Strangelove: The Depeche Mode Experience, or Strangelove is an American tribute act formed in 2010, reproducing the music of Depeche Mode. The name of the band comes from Depeche Mode's song of the same name.

The band was included in LA Weekly's "The 20 Best Tribute Acts in Los Angeles" in 2015

Strangelove is featured in an episode in the first season of E!'s Clash of the Cover Bands.

The band has headlined in greater than 7,000 seat venues.

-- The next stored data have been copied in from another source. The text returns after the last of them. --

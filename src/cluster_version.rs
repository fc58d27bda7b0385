//! ClusterVersion custom resource: the control-plane template a tenant
//! cluster is stamped from, plus the DNS helpers the provisioner uses to
//! wire etcd and the apiserver together inside one super-cluster namespace.

use kube::CustomResource;
use schemars::JsonSchema;
use serde::{Deserialize, Serialize};

/// Template describing one versioned tenant control plane
#[derive(CustomResource, Clone, Debug, Deserialize, Serialize, JsonSchema)]
#[kube(
    group = "tenancy.nestvc.io",
    version = "v1alpha1",
    kind = "ClusterVersion",
    plural = "clusterversions"
)]
#[serde(rename_all = "camelCase")]
pub struct ClusterVersionSpec {
    /// etcd component template
    pub etcd: ComponentTemplate,
    /// kube-apiserver component template
    pub api_server: ComponentTemplate,
    /// kube-controller-manager component template
    pub controller_manager: ComponentTemplate,
}

/// One control-plane component: its headless service and workload
#[derive(Clone, Debug, Default, PartialEq, Deserialize, Serialize, JsonSchema)]
#[serde(rename_all = "camelCase")]
pub struct ComponentTemplate {
    /// Name of the component's service
    pub service_name: String,
    /// Name of the component's stateful set
    pub stateful_set_name: String,
    /// Replica count of the stateful set
    #[serde(default, skip_serializing_if = "Option::is_none")]
    pub replicas: Option<i32>,
}

impl ClusterVersion {
    /// DNS name of the etcd service.
    ///
    /// The apiserver resolves it from inside the same namespace, so the bare
    /// service name is adequate; no `.{namespace}.svc` suffix is needed.
    pub fn etcd_domain(&self) -> &str {
        tracing::debug!(target: "DEBUG-VC", etcd_svc = %self.spec.etcd.service_name, "etcd domain");
        &self.spec.etcd.service_name
    }

    /// Hostnames of the individual etcd pods, one per replica.
    ///
    /// An unset replica count yields an empty list rather than a default of
    /// one; a template without replicas is not runnable yet.
    pub fn etcd_servers(&self) -> Vec<String> {
        let sts = &self.spec.etcd.stateful_set_name;
        let replicas = self.spec.etcd.replicas.unwrap_or(0);
        let servers: Vec<String> = (0..replicas)
            .map(|i| format!("{}-{}.{}", sts, i, self.etcd_domain()))
            .collect();
        tracing::debug!(target: "DEBUG-VC", ?servers, "etcd servers");
        servers
    }

    /// DNS name of the apiserver service within the given namespace.
    pub fn api_server_domain(&self, namespace: &str) -> String {
        let domain = format!("{}.{}", self.spec.api_server.service_name, namespace);
        tracing::debug!(target: "DEBUG-VC", %domain, "apiserver domain");
        domain
    }
}
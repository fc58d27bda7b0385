//! Patrol: the periodic full-state pass that catches whatever the event
//! loops missed.
//!
//! Both sides are listed in full and joined by (super-namespace, name).
//! Stale physical objects are deleted here directly, since by definition no
//! live virtual owner can race the delete. Creations and status corrections
//! funnel through the same queues the event loops use, so the per-key
//! serialization guarantee holds across all three loops.

use std::collections::{HashMap, HashSet};
use std::sync::Arc;

use k8s_openapi::api::core::v1::PersistentVolumeClaim;
use tracing::{debug, warn};

use crate::backend::PvcBackend;
use crate::conversion::{owner_uid, pvc_specs_equal, status_phase, to_physical_pvc, ClusterKey};
use crate::error::Error;
use crate::featuregate::{self, SYNC_TENANT_PVC_STATUS_PHASE};
use crate::retry::{retry_with_backoff, RetryConfig};
use crate::syncer::{queue::WorkQueue, SyncKey};
use crate::{Result, CLUSTER_ANNOTATION};

/// Outcome counters for one patrol pass
#[derive(Clone, Debug, Default, PartialEq, Eq)]
pub struct PatrolStats {
    /// Virtual objects listed
    pub virtual_scanned: usize,
    /// Physical objects listed (all tenants)
    pub physical_scanned: usize,
    /// Stale physical objects deleted
    pub stale_deleted: usize,
    /// Missing physical objects handed to the downward queue
    pub creations_enqueued: usize,
    /// Status divergences handed to the upward queue
    pub status_enqueued: usize,
    /// Per-object failures, pass continued past each
    pub failures: usize,
}

/// Runs full-listing reconciliation passes for one tenant cluster
pub struct Patroller {
    tenant: Arc<dyn PvcBackend>,
    superc: Arc<dyn PvcBackend>,
    cluster_key: ClusterKey,
    dws_queue: WorkQueue<SyncKey>,
    uws_queue: WorkQueue<SyncKey>,
}

impl Patroller {
    /// Build the patroller over the same queues the event loops feed
    pub fn new(
        tenant: Arc<dyn PvcBackend>,
        superc: Arc<dyn PvcBackend>,
        cluster_key: ClusterKey,
        dws_queue: WorkQueue<SyncKey>,
        uws_queue: WorkQueue<SyncKey>,
    ) -> Self {
        Self {
            tenant,
            superc,
            cluster_key,
            dws_queue,
            uws_queue,
        }
    }

    /// One full pass over both sides.
    ///
    /// Either listing failing aborts the whole pass before anything is
    /// applied; stale state is strictly preferable to acting on a partial
    /// view. Failures on individual objects are counted and skipped.
    pub async fn patrol_once(&self) -> Result<PatrolStats> {
        let virtual_objs = self.tenant.list(None).await.map_err(|e| {
            Error::patrol_aborted(
                self.cluster_key.to_string(),
                format!("tenant listing failed: {}", e),
            )
        })?;
        let physical_objs = self.superc.list(None).await.map_err(|e| {
            Error::patrol_aborted(
                self.cluster_key.to_string(),
                format!("super listing failed: {}", e),
            )
        })?;

        let mut stats = PatrolStats {
            virtual_scanned: virtual_objs.len(),
            physical_scanned: physical_objs.len(),
            ..Default::default()
        };

        let mut virtual_by_pair: HashMap<(String, String), &PersistentVolumeClaim> =
            HashMap::new();
        for v in &virtual_objs {
            match SyncKey::from_virtual(&self.cluster_key, v) {
                Ok(key) => {
                    virtual_by_pair.insert((key.super_namespace, key.name), v);
                }
                Err(e) => {
                    warn!(error = %e, "skipping unkeyable virtual object");
                    stats.failures += 1;
                }
            }
        }

        let mut paired: HashSet<(String, String)> = HashSet::new();
        for p in &physical_objs {
            if let Err(e) = self.check_physical(p, &virtual_by_pair, &mut paired, &mut stats).await
            {
                warn!(error = %e, "patrol check failed for physical object");
                stats.failures += 1;
            }
        }

        // Whatever the tenant has and the super cluster lacks goes down the
        // ordinary create path.
        for (pair, v) in &virtual_by_pair {
            if paired.contains(pair) {
                continue;
            }
            match SyncKey::from_virtual(&self.cluster_key, *v) {
                Ok(key) => {
                    debug!(%key, "physical pvc missing, enqueueing downward");
                    self.dws_queue.enqueue(key);
                    stats.creations_enqueued += 1;
                }
                Err(e) => {
                    warn!(error = %e, "skipping unkeyable virtual object");
                    stats.failures += 1;
                }
            }
        }

        Ok(stats)
    }

    /// Delete a stale physical object, riding out transient API hiccups.
    ///
    /// The delete is pinned to the exact instance the listing saw via a UID
    /// precondition: if the event loops deleted and recreated the object
    /// between our listing and this call, the precondition fails with a 409
    /// and the live replacement is left untouched. Stale deletes have no
    /// queue behind them, so a short bounded retry stands in for the
    /// requeue the other paths get.
    async fn delete_stale(&self, namespace: &str, name: &str, listed_uid: Option<&str>) -> Result<bool> {
        let retry = RetryConfig::with_max_attempts(3);
        retry_with_backoff(&retry, "delete stale pvc", || async {
            match self.superc.delete(namespace, name, listed_uid).await {
                Ok(()) => Ok(true),
                Err(e) if e.is_conflict() => {
                    debug!(namespace, name, "physical pvc replaced since listing, skipping delete");
                    Ok(false)
                }
                Err(e) => Err(e),
            }
        })
        .await
    }

    async fn check_physical(
        &self,
        p: &PersistentVolumeClaim,
        virtual_by_pair: &HashMap<(String, String), &PersistentVolumeClaim>,
        paired: &mut HashSet<(String, String)>,
        stats: &mut PatrolStats,
    ) -> Result<()> {
        let (Some(namespace), Some(name)) =
            (p.metadata.namespace.as_deref(), p.metadata.name.as_deref())
        else {
            return Ok(());
        };

        let Some(owner) = owner_uid(&p.metadata) else {
            // Foreign object sharing a namespace with us. Signal only.
            debug!(namespace, name, "unmanaged physical pvc, leaving it alone");
            return Ok(());
        };
        let ours = p
            .metadata
            .annotations
            .as_ref()
            .and_then(|a| a.get(CLUSTER_ANNOTATION))
            .is_some_and(|k| k == self.cluster_key.as_str());
        if !ours {
            return Ok(());
        }

        let pair = (namespace.to_string(), name.to_string());
        paired.insert(pair.clone());

        let Some(&v) = virtual_by_pair.get(&pair) else {
            debug!(namespace, name, "virtual owner gone, deleting stale physical pvc");
            if self
                .delete_stale(namespace, name, p.metadata.uid.as_deref())
                .await?
            {
                stats.stale_deleted += 1;
            }
            return Ok(());
        };

        if v.metadata.uid.as_deref() != Some(owner) {
            debug!(
                namespace,
                name,
                owner,
                virtual_uid = v.metadata.uid.as_deref().unwrap_or("<none>"),
                "uid mismatch, deleting stale physical pvc"
            );
            if self
                .delete_stale(namespace, name, p.metadata.uid.as_deref())
                .await?
            {
                stats.stale_deleted += 1;
            }
            return Ok(());
        }

        let desired = to_physical_pvc(v, &self.cluster_key);
        if !pvc_specs_equal(&desired, p) {
            // Known gap carried over deliberately: drift between a live
            // virtual spec and its physical mirror is reported, not repaired.
            debug!(
                target: "DEBUG-VC",
                namespace,
                name,
                "spec drift between virtual and physical pvc, not repaired"
            );
        }

        if featuregate::enabled(SYNC_TENANT_PVC_STATUS_PHASE)
            && status_phase(p) != status_phase(v)
        {
            match SyncKey::from_physical(p) {
                Ok(key) => {
                    debug!(%key, "status divergence, enqueueing upward");
                    self.uws_queue.enqueue(key);
                    stats.status_enqueued += 1;
                }
                Err(e) => {
                    warn!(error = %e, "skipping unkeyable physical object");
                    stats.failures += 1;
                }
            }
        }

        Ok(())
    }
}
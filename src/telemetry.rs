//! Structured logging for the sync engine.
//!
//! Emits one JSON object per line with the fields `level` (lowercase
//! string), `ts` (Unix timestamp with fractional seconds), `logger` (the
//! tracing target), `msg`, plus any event fields as additional top-level
//! keys. External tooling pretty-prints this stream; loggers prefixed
//! `DEBUG-VC` denote internal diagnostic channels and are emitted via
//! `tracing` targets, e.g. `debug!(target: "DEBUG-VC", ...)`.

use std::fmt;
use std::time::{SystemTime, UNIX_EPOCH};

use serde_json::{Map, Value};
use thiserror::Error;
use tracing::{Event, Level, Subscriber};
use tracing_subscriber::fmt::format::Writer;
use tracing_subscriber::fmt::{FmtContext, FormatEvent, FormatFields};
use tracing_subscriber::layer::SubscriberExt;
use tracing_subscriber::registry::LookupSpan;
use tracing_subscriber::util::SubscriberInitExt;
use tracing_subscriber::EnvFilter;

/// Errors that can occur during telemetry initialization
#[derive(Debug, Error)]
pub enum TelemetryError {
    /// Failed to initialize the tracing subscriber
    #[error("failed to initialize tracing subscriber: {0}")]
    SubscriberInit(String),
}

/// Initialize the global tracing subscriber with the JSON line format.
///
/// The filter defaults to `info` plus `debug` for this crate's own targets
/// and can be overridden with `RUST_LOG`. Diagnostic `DEBUG-VC.*` channels
/// are enabled by adding e.g. `RUST_LOG=DEBUG-VC=debug`.
pub fn init_telemetry() -> Result<(), TelemetryError> {
    let env_filter = EnvFilter::try_from_default_env()
        .unwrap_or_else(|_| EnvFilter::new("info,nestvc=debug,kube=info,tower=warn,hyper=warn"));

    let fmt_layer = tracing_subscriber::fmt::layer().event_format(JsonLineFormat);

    tracing_subscriber::registry()
        .with(env_filter)
        .with(fmt_layer)
        .try_init()
        .map_err(|e| TelemetryError::SubscriberInit(e.to_string()))?;

    Ok(())
}

/// Event formatter producing the `{level, ts, logger, msg, ...}` shape.
///
/// The stock JSON formatter nests event fields under `"fields"` and writes
/// RFC 3339 timestamps; the downstream pretty-printer contract fixes both
/// the field names and the float `ts`, so this is hand-rolled.
pub struct JsonLineFormat;

impl<S, N> FormatEvent<S, N> for JsonLineFormat
where
    S: Subscriber + for<'a> LookupSpan<'a>,
    N: for<'a> FormatFields<'a> + 'static,
{
    fn format_event(
        &self,
        _ctx: &FmtContext<'_, S, N>,
        mut writer: Writer<'_>,
        event: &Event<'_>,
    ) -> fmt::Result {
        let mut visitor = FieldVisitor::default();
        event.record(&mut visitor);

        let mut record = Map::new();
        record.insert(
            "level".to_string(),
            Value::String(level_str(event.metadata().level()).to_string()),
        );
        record.insert("ts".to_string(), unix_ts_value());
        record.insert(
            "logger".to_string(),
            Value::String(event.metadata().target().to_string()),
        );
        record.insert(
            "msg".to_string(),
            Value::String(visitor.message.unwrap_or_default()),
        );
        for (key, value) in visitor.fields {
            record.insert(key, value);
        }

        let line = serde_json::to_string(&record).map_err(|_| fmt::Error)?;
        writeln!(writer, "{}", line)
    }
}

fn level_str(level: &Level) -> &'static str {
    match *level {
        Level::ERROR => "error",
        Level::WARN => "warn",
        Level::INFO => "info",
        Level::DEBUG => "debug",
        Level::TRACE => "trace",
    }
}

/// Current time as a JSON number of Unix seconds with nanosecond fraction
fn unix_ts_value() -> Value {
    let now = SystemTime::now()
        .duration_since(UNIX_EPOCH)
        .unwrap_or_default();
    serde_json::Number::from_f64(now.as_secs_f64())
        .map(Value::Number)
        .unwrap_or(Value::Null)
}

/// Collects event fields into JSON values, pulling `message` out separately
#[derive(Default)]
struct FieldVisitor {
    message: Option<String>,
    fields: Vec<(String, Value)>,
}

impl tracing::field::Visit for FieldVisitor {
    fn record_f64(&mut self, field: &tracing::field::Field, value: f64) {
        self.push(field.name(), serde_json::json!(value));
    }

    fn record_i64(&mut self, field: &tracing::field::Field, value: i64) {
        self.push(field.name(), serde_json::json!(value));
    }

    fn record_u64(&mut self, field: &tracing::field::Field, value: u64) {
        self.push(field.name(), serde_json::json!(value));
    }

    fn record_bool(&mut self, field: &tracing::field::Field, value: bool) {
        self.push(field.name(), serde_json::json!(value));
    }

    fn record_str(&mut self, field: &tracing::field::Field, value: &str) {
        if field.name() == "message" {
            self.message = Some(value.to_string());
        } else {
            self.push(field.name(), Value::String(value.to_string()));
        }
    }

    fn record_debug(&mut self, field: &tracing::field::Field, value: &dyn fmt::Debug) {
        let rendered = format!("{:?}", value);
        if field.name() == "message" {
            self.message = Some(rendered);
        } else {
            self.push(field.name(), Value::String(rendered));
        }
    }
}

impl FieldVisitor {
    fn push(&mut self, name: &str, value: Value) {
        self.fields.push((name.to_string(), value));
    }
}
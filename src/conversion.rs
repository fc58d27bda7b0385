//! Conversion layer: tenant identity → super-cluster naming, and virtual
//! object → physical object translation.
//!
//! Everything here is deterministic and side-effect-free. The central
//! correctness property of the whole engine is that the namespace mapping
//! is injective across all tenant clusters sharing one super cluster: two
//! different (tenant, namespace) pairs must never land in the same physical
//! namespace, or their objects would collide.

use std::collections::BTreeMap;

use k8s_openapi::api::core::v1::PersistentVolumeClaim;
use k8s_openapi::apimachinery::pkg::apis::meta::v1::ObjectMeta;

use crate::{CLUSTER_ANNOTATION, OWNER_UID_ANNOTATION, TENANT_NAMESPACE_ANNOTATION};

/// Maximum length of a Kubernetes namespace name (DNS label)
const MAX_NAMESPACE_LEN: usize = 63;

/// Stable identifier for a tenant cluster, derived from its identity.
///
/// Immutable once assigned. The embedded UID digest is what keeps keys for
/// distinct tenants distinct even when their namespace and name collide
/// (recreate-with-same-name churn included).
#[derive(Clone, Debug, PartialEq, Eq, Hash)]
pub struct ClusterKey(String);

impl ClusterKey {
    /// Derive the key from a tenant cluster's namespace, name, and UID.
    pub fn new(namespace: &str, name: &str, uid: &str) -> Self {
        Self(format!(
            "{}-{}-{}",
            namespace,
            &deterministic_hash(uid)[..6],
            name
        ))
    }

    /// The key as a string slice
    pub fn as_str(&self) -> &str {
        &self.0
    }

    /// Compute the super-cluster namespace backing the given tenant
    /// namespace.
    ///
    /// Injective across (ClusterKey, tenant namespace) pairs: the key embeds
    /// a digest of the tenant cluster's UID, so distinct tenants always get
    /// distinct prefixes, and within one tenant the suffix is the tenant
    /// namespace itself. Overlong results are replaced with a truncated
    /// prefix plus a digest of the full untruncated name, preserving both
    /// the length limit and injectivity.
    pub fn super_cluster_namespace(&self, tenant_namespace: &str) -> String {
        let full = format!("{}-{}", self.0, tenant_namespace);
        if full.len() <= MAX_NAMESPACE_LEN {
            return full;
        }
        let digest = deterministic_hash(&full);
        let prefix_len = MAX_NAMESPACE_LEN - digest.len() - 1;
        let prefix = full[..prefix_len].trim_end_matches('-');
        format!("{}-{}", prefix, digest)
    }
}

impl std::fmt::Display for ClusterKey {
    fn fmt(&self, f: &mut std::fmt::Formatter<'_>) -> std::fmt::Result {
        f.write_str(&self.0)
    }
}

/// Compute a deterministic hash of the input, returning a 16-char hex digest.
///
/// Uses truncated SHA-256 for stability across toolchain versions;
/// `DefaultHasher` is not guaranteed stable across Rust releases and this
/// digest is persisted in object names and annotations.
pub fn deterministic_hash(input: &str) -> String {
    use aws_lc_rs::digest;
    let hash = digest::digest(&digest::SHA256, input.as_bytes());
    hash.as_ref()[..8]
        .iter()
        .fold(String::with_capacity(16), |mut s, b| {
            use std::fmt::Write;
            let _ = write!(s, "{:02x}", b);
            s
        })
}

/// Read the ownership marker from a physical object's metadata.
///
/// `None` means the object is foreign: not created by this engine, never
/// mutated or deleted by it.
pub fn owner_uid(meta: &ObjectMeta) -> Option<&str> {
    meta.annotations
        .as_ref()
        .and_then(|a| a.get(OWNER_UID_ANNOTATION))
        .map(String::as_str)
}

/// Strip cluster-specific metadata so the object can be recreated in the
/// super cluster.
///
/// Removes the fields the source API server owns: uid, resourceVersion,
/// creationTimestamp, managedFields, generation.
pub fn strip_cluster_metadata(meta: &mut ObjectMeta) {
    meta.uid = None;
    meta.resource_version = None;
    meta.creation_timestamp = None;
    meta.managed_fields = None;
    meta.generation = None;
}

/// Convert a virtual PVC into its physical representation.
///
/// Total for well-formed input: a virtual object always carries namespace,
/// name, and UID assigned by its API server; their absence is a programmer
/// error surfaced by the caller as a malformed key, not here.
pub fn to_physical_pvc(vpvc: &PersistentVolumeClaim, key: &ClusterKey) -> PersistentVolumeClaim {
    let tenant_ns = vpvc.metadata.namespace.as_deref().unwrap_or_default();

    let mut annotations: BTreeMap<String, String> =
        vpvc.metadata.annotations.clone().unwrap_or_default();
    annotations.insert(
        OWNER_UID_ANNOTATION.to_string(),
        vpvc.metadata.uid.clone().unwrap_or_default(),
    );
    annotations.insert(CLUSTER_ANNOTATION.to_string(), key.to_string());
    annotations.insert(TENANT_NAMESPACE_ANNOTATION.to_string(), tenant_ns.to_string());

    let mut metadata = ObjectMeta {
        name: vpvc.metadata.name.clone(),
        namespace: Some(key.super_cluster_namespace(tenant_ns)),
        labels: vpvc.metadata.labels.clone(),
        annotations: Some(annotations),
        ..Default::default()
    };
    strip_cluster_metadata(&mut metadata);

    PersistentVolumeClaim {
        metadata,
        spec: vpvc.spec.clone(),
        // Status flows the other way (super → tenant) and only through UWS
        status: None,
    }
}

/// Extract the reverse-propagated status subset of a physical PVC.
///
/// For PVCs this is the phase only; it is the single field eligible for
/// upward writes, and only under the phase-sync feature gate.
pub fn status_phase(pvc: &PersistentVolumeClaim) -> Option<&str> {
    pvc.status
        .as_ref()
        .and_then(|s| s.phase.as_deref())
}

/// Compare the converted physical spec against the live physical spec.
///
/// Drives the DWS fixed point: an update is issued only when this returns
/// false.
pub fn pvc_specs_equal(desired: &PersistentVolumeClaim, live: &PersistentVolumeClaim) -> bool {
    desired.spec == live.spec
}

#[cfg(test)]
mod tests {
    use super::*;
    use k8s_openapi::api::core::v1::PersistentVolumeClaimSpec;
    use k8s_openapi::apimachinery::pkg::api::resource::Quantity;
    use std::collections::HashSet;

    fn vpvc(namespace: &str, name: &str, uid: &str) -> PersistentVolumeClaim {
        PersistentVolumeClaim {
            metadata: ObjectMeta {
                name: Some(name.to_string()),
                namespace: Some(namespace.to_string()),
                uid: Some(uid.to_string()),
                resource_version: Some("42".to_string()),
                ..Default::default()
            },
            spec: Some(PersistentVolumeClaimSpec {
                access_modes: Some(vec!["ReadWriteOnce".to_string()]),
                storage_class_name: Some("storage-class-1".to_string()),
                volume_name: Some("volume-1".to_string()),
                resources: Some(k8s_openapi::api::core::v1::VolumeResourceRequirements {
                    requests: Some(
                        [("storage".to_string(), Quantity("20Gi".to_string()))]
                            .into_iter()
                            .collect(),
                    ),
                    ..Default::default()
                }),
                ..Default::default()
            }),
            status: None,
        }
    }

    #[test]
    fn cluster_key_is_stable_and_uid_scoped() {
        let a = ClusterKey::new("tenant-1", "test", "7374a172-c35d-45b1-9c8e-bf5c5b614937");
        let b = ClusterKey::new("tenant-1", "test", "7374a172-c35d-45b1-9c8e-bf5c5b614937");
        assert_eq!(a, b);

        // Same namespace/name but a recreated tenant (new UID) gets a new key
        let c = ClusterKey::new("tenant-1", "test", "00000000-0000-0000-0000-000000000000");
        assert_ne!(a, c);
    }

    #[test]
    fn namespace_mapping_is_injective_over_generated_pairs() {
        // Generated (tenant identity, namespace) pairs must map to pairwise
        // distinct super namespaces. UIDs are unique per tenant by backend
        // contract, which is what anchors the proof.
        let mut seen: HashSet<String> = HashSet::new();
        let mut total = 0usize;
        for t in 0..20usize {
            let key = ClusterKey::new(
                &format!("tenant-{}", t % 5),
                &format!("vc-{}", t),
                &format!("uid-{:08}", t.wrapping_mul(2654435761)),
            );
            for ns in ["default", "kube-system", "apps", "really-long-namespace-name-x"] {
                let mapped = key.super_cluster_namespace(ns);
                assert!(mapped.len() <= MAX_NAMESPACE_LEN, "{} too long", mapped);
                assert!(seen.insert(mapped), "collision for ({}, {})", key, ns);
                total += 1;
            }
        }
        assert_eq!(seen.len(), total);
    }

    #[test]
    fn overlong_namespaces_are_digest_truncated() {
        let key = ClusterKey::new(
            "a-very-long-tenant-namespace-indeed",
            "cluster-with-a-long-name",
            "uid-1",
        );
        let ns = key.super_cluster_namespace("an-equally-long-tenant-namespace");
        assert!(ns.len() <= MAX_NAMESPACE_LEN);

        // Deterministic: same input, same output
        assert_eq!(ns, key.super_cluster_namespace("an-equally-long-tenant-namespace"));

        // Distinct overlong inputs stay distinct
        let other = key.super_cluster_namespace("an-equally-long-tenant-namespacf");
        assert_ne!(ns, other);
    }

    #[test]
    fn physical_pvc_carries_ownership_markers() {
        let key = ClusterKey::new("tenant-1", "test", "7374a172");
        let v = vpvc("default", "pvc-1", "12345");
        let p = to_physical_pvc(&v, &key);

        assert_eq!(p.metadata.name.as_deref(), Some("pvc-1"));
        assert_eq!(
            p.metadata.namespace.as_deref(),
            Some(key.super_cluster_namespace("default").as_str())
        );
        assert_eq!(owner_uid(&p.metadata), Some("12345"));

        let annotations = p.metadata.annotations.as_ref().unwrap();
        assert_eq!(annotations.get(CLUSTER_ANNOTATION), Some(&key.to_string()));
        assert_eq!(
            annotations.get(TENANT_NAMESPACE_ANNOTATION),
            Some(&"default".to_string())
        );
    }

    #[test]
    fn conversion_strips_cluster_specific_metadata() {
        let key = ClusterKey::new("tenant-1", "test", "7374a172");
        let p = to_physical_pvc(&vpvc("default", "pvc-1", "12345"), &key);
        assert!(p.metadata.uid.is_none());
        assert!(p.metadata.resource_version.is_none());
        assert!(p.metadata.managed_fields.is_none());
        assert!(p.status.is_none());
    }

    #[test]
    fn conversion_is_deterministic_and_spec_preserving() {
        let key = ClusterKey::new("tenant-1", "test", "7374a172");
        let v = vpvc("default", "pvc-1", "12345");
        let p1 = to_physical_pvc(&v, &key);
        let p2 = to_physical_pvc(&v, &key);
        assert_eq!(p1, p2);
        assert!(pvc_specs_equal(&p1, &v));
    }

    #[test]
    fn foreign_objects_have_no_owner() {
        let meta = ObjectMeta {
            name: Some("pvc-1".to_string()),
            ..Default::default()
        };
        assert_eq!(owner_uid(&meta), None);
    }

    #[test]
    fn status_subset_is_the_phase() {
        let mut p = vpvc("default", "pvc-1", "12345");
        assert_eq!(status_phase(&p), None);
        p.status = Some(k8s_openapi::api::core::v1::PersistentVolumeClaimStatus {
            phase: Some("Bound".to_string()),
            ..Default::default()
        });
        assert_eq!(status_phase(&p), Some("Bound"));
    }
}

In addition to many cities across the United States, Strangelove has performed in Mexico, Canada, Italy, Australia, New Zealand, Chile, Ecuador, Dominican Republic, and Depeche Mode's native England.

Lineup

Current

 Leo Luganskiy as “Ultra-Dave” performing lead vocals in the style of Dave Gahan
 Brent Meyer as “Counterfeit Martin” performing synthesizer, guitar and vocals in the style of Martin Gore
 Julian Shah-Tayler as “Oscar Wilder” performing keyboards as Alan Wilder
 James Evans as "In The Fletch" performing keyboards as Andy Fletcher
 Chris Olivas as "Chris-tian O-gner performing drums (occasional)

Former
 Brian Johnson as "In The Fletch" (Andrew Fletcher)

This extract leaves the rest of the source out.